Written by CorpsAfrica/Malawi Volunteer Mr. Limbani Kumanga
– Paul Theroux
So here we go. Since, all my previous posts have focused on describing my official engagements, I have decided to bring in a tad bit of change this time around. Change is inevitable, huh? In this post, I highlight some of the memorable shows that I have encountered or partaken in my effort to overturn slow days. Consider this a public service.
BANKERS FC: For people that know me, it is no secret that I am a soccer maniac. I love soccer. Playing it, watching it, discussing it, thinking about it, betting on it – you name it. I mean, I am no Yannick Bolasie nor Gabadinho Mhango, but believe me when I say that a soccer field is my heaven on earth. Funny enough, the ecstasy I get when I step on the pitch has nothing to do with the quality of the pitch nor the standard of play. As long as I can run on it and be able to kick that ball, all is good with me. At least then, I take a much craved respite from thinking about my most dreaded daily activity – setting a charcoal burner.
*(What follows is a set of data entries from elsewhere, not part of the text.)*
use serde::Deserialize;
use std::path::PathBuf;

/// Complete YAML configuration structure
///
/// All fields are optional to allow partial configuration. Values present in
/// the file override environment variables.
///
/// # Example YAML structure
/// ```yaml
/// server:
///   host: "0.0.0.0"
///   port: 3000
///   static_dir: "public"
///   tls:
///     enabled: true
///     cert_path: "/etc/relay/cert.pem"
///     key_path: "/etc/relay/key.pem"
///
/// providers:
///   anthropic_api_key: "your-anthropic-key"
///   openai_api_key: "your-openai-key"
///   deepgram_api_key: "your-deepgram-key"
///   google_tts_api_key: "your-google-key"
///
/// reply:
///   anthropic_model: "claude-3-sonnet-20240229"
///   openai_model: "gpt-4"
///   max_tokens: 1000
///   temperature: 0.7
///   backend_timeout_seconds: 30
///
/// transcription:
///   language: "ja"
///   model: "nova-2"
///   encoding: "webm-opus"
///
/// synthesis:
///   voice_name: "ja-JP-Neural2-B"
///   speaking_rate: 1.0
///
/// security:
///   cors_allowed_origins: "*"
///
/// session:
///   idle_timeout_seconds: 300
/// ```
#[derive(Debug, Clone, Deserialize, Default)]
#[serde(default)]
pub struct YamlConfig {
    pub server: Option<ServerYaml>,
    pub providers: Option<ProvidersYaml>,
    pub reply: Option<ReplyYaml>,
    pub transcription: Option<TranscriptionYaml>,
    pub synthesis: Option<SynthesisYaml>,
    pub security: Option<SecurityYaml>,
    pub session: Option<SessionYaml>,
}

/// Server configuration from YAML
#[derive(Debug, Clone, Deserialize, Default)]
#[serde(default)]
pub struct ServerYaml {
    pub host: Option<String>,
    pub port: Option<u16>,
    pub static_dir: Option<PathBuf>,
    pub tls: Option<TlsYaml>,
}

/// TLS configuration from YAML
#[derive(Debug, Clone, Deserialize, Default)]
#[serde(default)]
pub struct TlsYaml {
    pub enabled: bool,
    pub cert_path: Option<PathBuf>,
    pub key_path: Option<PathBuf>,
}

/// Provider API keys from YAML
#[derive(Debug, Clone, Deserialize, Default)]
#[serde(default)]
pub struct ProvidersYaml {
    pub anthropic_api_key: Option<String>,
    pub openai_api_key: Option<String>,
    pub deepgram_api_key: Option<String>,
    pub google_tts_api_key: Option<String>,
}

/// Reply backend settings from YAML
#[derive(Debug, Clone, Deserialize, Default)]
#[serde(default)]
pub struct ReplyYaml {
    pub anthropic_model: Option<String>,
    pub openai_model: Option<String>,
    pub anthropic_base_url: Option<String>,
    pub openai_base_url: Option<String>,
    pub max_tokens: Option<u32>,
    pub temperature: Option<f32>,
    pub system_prompt: Option<String>,
    pub backend_timeout_seconds: Option<u64>,
}

/// Transcription settings from YAML
#[derive(Debug, Clone, Deserialize, Default)]
#[serde(default)]
pub struct TranscriptionYaml {
    pub language: Option<String>,
    pub model: Option<String>,
    pub sample_rate: Option<u32>,
    pub encoding: Option<String>,
    pub punctuation: Option<bool>,
    pub interim_results: Option<bool>,
    pub endpoint_url: Option<String>,
}

/// Synthesis settings from YAML
#[derive(Debug, Clone, Deserialize, Default)]
#[serde(default)]
pub struct SynthesisYaml {
    pub language_code: Option<String>,
    pub voice_name: Option<String>,
    pub ssml_gender: Option<String>,
    pub audio_encoding: Option<String>,
    pub speaking_rate: Option<f32>,
    pub pitch: Option<f32>,
    pub endpoint_url: Option<String>,
}

/// Security settings from YAML
#[derive(Debug, Clone, Deserialize, Default)]
#[serde(default)]
pub struct SecurityYaml {
    pub cors_allowed_origins: Option<String>,
}

/// Session settings from YAML
#[derive(Debug, Clone, Deserialize, Default)]
#[serde(default)]
pub struct SessionYaml {
    pub idle_timeout_seconds: Option<u64>,
}

impl YamlConfig {
    /// Load YAML configuration from a file
    pub fn from_file(path: &PathBuf) -> Result<Self, Box<dyn std::error::Error>> {
        let contents = std::fs::read_to_string(path)
            .map_err(|e| format!("Failed to read config file {}: {e}", path.display()))?;

        let config: YamlConfig = serde_yaml::from_str(&contents)
            .map_err(|e| format!("Failed to parse YAML config: {e}"))?;

        Ok(config)
    }
}
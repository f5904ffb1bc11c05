//! WebSocket connection handling
//!
//! Each upgraded connection gets a sender task that serializes outbound
//! events, and a receive loop that feeds inbound frames to its [`Session`].

use axum::{
    extract::{
        State,
        ws::{Message, WebSocket, WebSocketUpgrade, rejection::WebSocketUpgradeRejection},
    },
    response::{IntoResponse, Redirect, Response},
};
use futures::{SinkExt, StreamExt};
use std::sync::Arc;
use std::time::Duration;
use tokio::sync::mpsc;
use tokio::time::timeout;
use tracing::{error, info, warn};

use super::messages::MessageRoute;
use super::processor::process_message;
use crate::errors::GatewayError;
use crate::session::{Session, SessionMode};
use crate::state::AppState;

/// Outbound queue size per connection
const CHANNEL_BUFFER_SIZE: usize = 256;

/// Maximum WebSocket frame size (10 MB)
const MAX_WS_FRAME_SIZE: usize = 10 * 1024 * 1024;

/// Maximum WebSocket message size (10 MB)
const MAX_WS_MESSAGE_SIZE: usize = 10 * 1024 * 1024;

/// How long the sender task may take to flush after the session closes
const SENDER_DRAIN_TIMEOUT: Duration = Duration::from_secs(2);

/// Voice endpoint (`GET /`)
///
/// Binary frames carry audio. A plain browser request without upgrade headers
/// is redirected to the static client when one is being served.
pub async fn ws_voice_handler(
    ws: Result<WebSocketUpgrade, WebSocketUpgradeRejection>,
    State(state): State<Arc<AppState>>,
) -> Response {
    match ws {
        Ok(ws) => upgrade(ws, state, SessionMode::Voice),
        Err(rejection) => {
            if state.config.static_dir.is_some() {
                Redirect::temporary("/index.html").into_response()
            } else {
                rejection.into_response()
            }
        }
    }
}

/// Text endpoint (`GET /text`)
pub async fn ws_text_handler(ws: WebSocketUpgrade, State(state): State<Arc<AppState>>) -> Response {
    upgrade(ws, state, SessionMode::Text)
}

fn upgrade(ws: WebSocketUpgrade, state: Arc<AppState>, mode: SessionMode) -> Response {
    info!(mode = %mode, "WebSocket connection upgrade requested");

    ws.max_frame_size(MAX_WS_FRAME_SIZE)
        .max_message_size(MAX_WS_MESSAGE_SIZE)
        .on_upgrade(move |socket| handle_socket(socket, state, mode))
}

async fn handle_socket(socket: WebSocket, app_state: Arc<AppState>, mode: SessionMode) {
    let (mut sender, mut receiver) = socket.split();
    let (message_tx, mut message_rx) = mpsc::channel::<MessageRoute>(CHANNEL_BUFFER_SIZE);

    // Sender task for outgoing messages
    let mut sender_task = tokio::spawn(async move {
        while let Some(route) = message_rx.recv().await {
            let result = match route {
                MessageRoute::Outgoing(message) => match serde_json::to_string(&message) {
                    Ok(json_str) => sender.send(Message::Text(json_str.into())).await,
                    Err(e) => {
                        error!("Failed to serialize outgoing message: {}", e);
                        continue;
                    }
                },
                MessageRoute::Close => {
                    let _ = sender.send(Message::Close(None)).await;
                    break;
                }
            };

            if let Err(e) = result {
                warn!("Failed to send WebSocket message: {}", e);
                break;
            }
        }
    });

    let mut session = Session::open(app_state.clone(), mode, message_tx.clone()).await;
    let idle_timeout = app_state.config.idle_timeout();

    loop {
        let next = match idle_timeout {
            Some(limit) => match timeout(limit, receiver.next()).await {
                Ok(next) => next.map(transport),
                // The client is waiting on a reply, not idle
                Err(_) if session.handle().has_pending_turns() => continue,
                Err(_) => Some(Err(GatewayError::Transport(format!(
                    "idle for {}s",
                    limit.as_secs()
                )))),
            },
            None => receiver.next().await.map(transport),
        };

        let outcome = match next {
            Some(Ok(msg)) => process_message(msg, &mut session).await,
            Some(Err(e)) => Err(e),
            None => {
                info!(session_id = %session.id(), "WebSocket connection closed by client");
                break;
            }
        };

        match outcome {
            Ok(true) => {}
            Ok(false) => break,
            Err(e) => {
                session.report_error(&e).await;
                if e.is_fatal() {
                    break;
                }
            }
        }
    }

    session.close().await;

    let _ = message_tx.try_send(MessageRoute::Close);
    drop(message_tx);
    if timeout(SENDER_DRAIN_TIMEOUT, &mut sender_task).await.is_err() {
        sender_task.abort();
    }

    info!(mode = %mode, "WebSocket connection terminated");
}

fn transport(frame: Result<Message, axum::Error>) -> Result<Message, GatewayError> {
    frame.map_err(|e| GatewayError::Transport(e.to_string()))
}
What does a self-professed soccer fanatic do when he finds himself in Likoswe Village? The answer is simple. He joins Bankers FC, formally known as Likoswe FC (Don’t ask me the idea behind the “Bankers” name because surely there is no formal bank in my community and there won’t be one anytime soon. All I know is that the name switch has strong politics behind it between the current crop of players and former players, mostly those that emigrated to South Africa in search of employment). Upon joining the team, I was nicknamed Nakamura by the lad who used to coach the team then. Apparently, in an effort to draw parallelism with Genk Nakamura, a Japanese footballer who has signed for Be Forward Wanderers FC – one of the giants and mainstays in the national football league. Personally, I don’t like that nickname but at my age I know that unwarranted nicknames tend to stick when you protest them. So I had to let it go. Nevertheless, despite the fact that Bankers FC is mostly known for shipping goals than banging them, I like the camaraderie here. The team has interesting characters with a great sense of humor. So whenever we get thrashed on the soccer field, we usually find a bright side of it and joke about it. Meanwhile, the team’s administrative set up has shaken up a bit. Yours truly has been assigned the role of a coach-player (yes, what a meteoric rise) and surely our results should start improving hence forth.
MOUNTAIN HIKE: My house is located on the fringes of Malavi mountain, the biggest mountain you see on your right as you exit Blantyre heading toward Mulanje through Midima Road. I had made it a case that I would hike the mountain before the end of my service. But I had always found reasons to postpone my hike the second the thought of this personal challenge came to my mind. Procrastination. Two days ago, however, a friend from them old days paid me a surprise but brief visit and we embarked on a postprandial hiking escapade. The entire trip, back and forth, took about 4 hours. On my fledgling list of mountains to have hiked, which currently includes conquering the massive Chongoni Mountain in Dedza, hiking Malavi mountain involved the steepest hike. As I write this piece, my thighs still ache from the experience. Despite my mild acrophobia, I am hungry for more hiking expeditions.
Anyway, I could go on and on narrating amazing experiences that I have had on my slow days here. But we both don’t have the whole day. The point is slow days are a real life phenomenon and it is incumbent on a every individual to find their special panacea for slow days. Go out there. Get involved in something. That way, you observe a lot of interesting stuff that make you appreciate the essence of life. FORGET IT. I am not good at this whole philosophical gibberish. But I am sure you now have a better understanding of what I do when I am not out there with my ladies or.. never mind. I am out of here. For now.